(Beginning of PROVIDED DATA)

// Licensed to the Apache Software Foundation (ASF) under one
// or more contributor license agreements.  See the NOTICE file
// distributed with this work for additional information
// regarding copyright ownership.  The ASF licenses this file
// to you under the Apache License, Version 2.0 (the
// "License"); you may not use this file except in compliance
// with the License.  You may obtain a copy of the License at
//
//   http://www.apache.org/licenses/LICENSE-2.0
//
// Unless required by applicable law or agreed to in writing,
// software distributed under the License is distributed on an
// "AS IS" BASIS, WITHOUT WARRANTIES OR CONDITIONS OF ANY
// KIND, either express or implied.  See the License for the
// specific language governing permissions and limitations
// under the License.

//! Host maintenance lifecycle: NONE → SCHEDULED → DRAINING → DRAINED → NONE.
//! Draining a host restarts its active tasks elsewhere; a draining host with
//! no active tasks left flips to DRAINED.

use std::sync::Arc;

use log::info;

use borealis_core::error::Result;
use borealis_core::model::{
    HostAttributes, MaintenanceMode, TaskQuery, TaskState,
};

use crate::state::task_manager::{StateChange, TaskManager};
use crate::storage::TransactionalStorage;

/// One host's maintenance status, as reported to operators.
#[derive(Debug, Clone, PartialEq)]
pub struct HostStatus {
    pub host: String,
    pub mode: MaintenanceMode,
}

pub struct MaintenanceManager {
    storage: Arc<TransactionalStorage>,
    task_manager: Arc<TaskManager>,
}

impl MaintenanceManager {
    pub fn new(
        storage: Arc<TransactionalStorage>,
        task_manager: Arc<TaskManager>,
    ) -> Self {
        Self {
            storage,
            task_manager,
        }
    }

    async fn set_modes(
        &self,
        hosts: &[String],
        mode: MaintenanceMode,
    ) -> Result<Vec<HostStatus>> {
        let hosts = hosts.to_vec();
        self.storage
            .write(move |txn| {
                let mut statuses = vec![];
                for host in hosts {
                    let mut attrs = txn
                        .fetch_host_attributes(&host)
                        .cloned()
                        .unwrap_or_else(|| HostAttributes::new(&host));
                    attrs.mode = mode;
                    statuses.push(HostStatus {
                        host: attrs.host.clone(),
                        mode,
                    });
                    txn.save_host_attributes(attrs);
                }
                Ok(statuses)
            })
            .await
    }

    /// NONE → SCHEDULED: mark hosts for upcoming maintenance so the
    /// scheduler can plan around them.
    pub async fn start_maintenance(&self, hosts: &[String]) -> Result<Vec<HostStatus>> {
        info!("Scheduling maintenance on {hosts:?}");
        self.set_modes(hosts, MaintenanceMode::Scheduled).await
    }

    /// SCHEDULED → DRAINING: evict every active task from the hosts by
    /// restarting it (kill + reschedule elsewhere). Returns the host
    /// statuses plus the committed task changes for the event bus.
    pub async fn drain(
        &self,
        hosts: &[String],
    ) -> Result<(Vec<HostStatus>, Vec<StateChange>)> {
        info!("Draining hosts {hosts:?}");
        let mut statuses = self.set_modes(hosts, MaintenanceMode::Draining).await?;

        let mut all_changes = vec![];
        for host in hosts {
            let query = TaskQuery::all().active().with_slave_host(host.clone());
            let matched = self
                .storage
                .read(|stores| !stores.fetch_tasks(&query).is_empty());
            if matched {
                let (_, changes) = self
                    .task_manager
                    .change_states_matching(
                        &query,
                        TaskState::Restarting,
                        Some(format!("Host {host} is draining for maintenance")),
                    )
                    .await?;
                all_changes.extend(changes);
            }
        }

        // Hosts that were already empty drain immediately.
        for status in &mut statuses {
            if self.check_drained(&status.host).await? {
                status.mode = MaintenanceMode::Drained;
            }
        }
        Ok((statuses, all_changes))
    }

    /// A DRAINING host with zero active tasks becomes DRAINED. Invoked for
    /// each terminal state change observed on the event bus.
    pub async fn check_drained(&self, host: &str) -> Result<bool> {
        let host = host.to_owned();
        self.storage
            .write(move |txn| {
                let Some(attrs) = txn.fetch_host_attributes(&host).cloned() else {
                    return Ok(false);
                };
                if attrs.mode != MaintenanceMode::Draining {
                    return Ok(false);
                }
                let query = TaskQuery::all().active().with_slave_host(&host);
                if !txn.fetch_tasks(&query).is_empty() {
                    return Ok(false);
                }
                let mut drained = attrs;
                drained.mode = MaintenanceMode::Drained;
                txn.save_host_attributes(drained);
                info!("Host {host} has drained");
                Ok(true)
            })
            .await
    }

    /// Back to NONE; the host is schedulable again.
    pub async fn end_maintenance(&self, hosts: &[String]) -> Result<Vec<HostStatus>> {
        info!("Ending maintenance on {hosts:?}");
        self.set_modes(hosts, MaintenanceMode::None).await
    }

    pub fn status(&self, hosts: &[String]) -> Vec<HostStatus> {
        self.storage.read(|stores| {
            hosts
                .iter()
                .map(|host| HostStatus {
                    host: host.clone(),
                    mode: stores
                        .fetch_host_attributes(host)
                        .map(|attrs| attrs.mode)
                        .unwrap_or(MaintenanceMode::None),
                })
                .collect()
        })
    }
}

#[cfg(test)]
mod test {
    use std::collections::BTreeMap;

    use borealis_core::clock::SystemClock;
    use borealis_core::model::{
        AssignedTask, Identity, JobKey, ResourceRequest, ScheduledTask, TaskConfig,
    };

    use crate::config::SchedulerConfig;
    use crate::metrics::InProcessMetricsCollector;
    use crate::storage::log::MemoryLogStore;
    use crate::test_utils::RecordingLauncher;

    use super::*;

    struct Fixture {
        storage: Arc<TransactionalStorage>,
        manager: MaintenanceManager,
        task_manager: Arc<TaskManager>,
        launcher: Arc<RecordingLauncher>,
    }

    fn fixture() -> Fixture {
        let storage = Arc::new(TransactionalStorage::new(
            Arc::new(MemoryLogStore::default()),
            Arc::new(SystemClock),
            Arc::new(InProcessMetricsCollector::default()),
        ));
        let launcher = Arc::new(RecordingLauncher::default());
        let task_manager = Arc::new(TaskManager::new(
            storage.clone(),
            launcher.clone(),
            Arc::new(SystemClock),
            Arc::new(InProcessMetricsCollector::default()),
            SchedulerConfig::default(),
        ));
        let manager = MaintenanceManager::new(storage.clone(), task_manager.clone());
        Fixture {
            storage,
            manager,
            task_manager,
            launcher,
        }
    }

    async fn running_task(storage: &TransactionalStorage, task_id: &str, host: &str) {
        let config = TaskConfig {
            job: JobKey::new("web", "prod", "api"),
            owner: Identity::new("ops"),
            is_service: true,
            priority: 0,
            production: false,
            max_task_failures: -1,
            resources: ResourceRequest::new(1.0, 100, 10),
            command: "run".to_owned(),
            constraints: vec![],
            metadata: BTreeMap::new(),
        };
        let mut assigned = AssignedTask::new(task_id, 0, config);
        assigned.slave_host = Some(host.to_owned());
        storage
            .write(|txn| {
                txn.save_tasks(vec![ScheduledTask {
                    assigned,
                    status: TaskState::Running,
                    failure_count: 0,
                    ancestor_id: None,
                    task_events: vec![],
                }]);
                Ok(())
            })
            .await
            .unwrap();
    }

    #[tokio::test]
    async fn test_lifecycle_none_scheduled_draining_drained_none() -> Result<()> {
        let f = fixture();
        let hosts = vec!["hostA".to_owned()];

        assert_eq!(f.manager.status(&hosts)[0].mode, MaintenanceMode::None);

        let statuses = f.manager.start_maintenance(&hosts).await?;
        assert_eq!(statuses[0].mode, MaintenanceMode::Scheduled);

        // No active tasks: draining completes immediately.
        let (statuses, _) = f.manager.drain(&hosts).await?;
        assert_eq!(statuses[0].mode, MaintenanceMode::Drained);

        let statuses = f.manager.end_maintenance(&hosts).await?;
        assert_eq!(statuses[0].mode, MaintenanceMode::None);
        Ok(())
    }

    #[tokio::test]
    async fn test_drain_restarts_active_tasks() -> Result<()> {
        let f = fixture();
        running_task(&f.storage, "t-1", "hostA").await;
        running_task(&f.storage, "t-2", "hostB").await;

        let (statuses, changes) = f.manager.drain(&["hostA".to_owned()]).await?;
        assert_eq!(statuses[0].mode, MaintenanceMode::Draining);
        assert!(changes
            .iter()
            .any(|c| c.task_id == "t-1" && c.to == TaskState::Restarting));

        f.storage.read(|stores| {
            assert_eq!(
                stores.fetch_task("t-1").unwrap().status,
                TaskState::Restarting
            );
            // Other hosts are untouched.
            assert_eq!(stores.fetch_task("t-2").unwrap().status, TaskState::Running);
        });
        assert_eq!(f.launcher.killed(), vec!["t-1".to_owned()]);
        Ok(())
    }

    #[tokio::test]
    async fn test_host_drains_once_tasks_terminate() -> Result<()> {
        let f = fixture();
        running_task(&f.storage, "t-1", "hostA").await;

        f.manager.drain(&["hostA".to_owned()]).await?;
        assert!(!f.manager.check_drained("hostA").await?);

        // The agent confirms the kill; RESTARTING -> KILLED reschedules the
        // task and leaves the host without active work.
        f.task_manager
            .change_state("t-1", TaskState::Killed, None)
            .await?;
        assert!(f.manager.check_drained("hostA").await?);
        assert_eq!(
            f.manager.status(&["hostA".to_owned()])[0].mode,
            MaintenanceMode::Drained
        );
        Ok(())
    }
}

(End of PROVIDED DATA)

### PROBLEM REQUIREMENTS
Your reply should be the number of lines in the listing above that contain "elsewhere", with nothing added.

### RESULT OF THIS TASK
2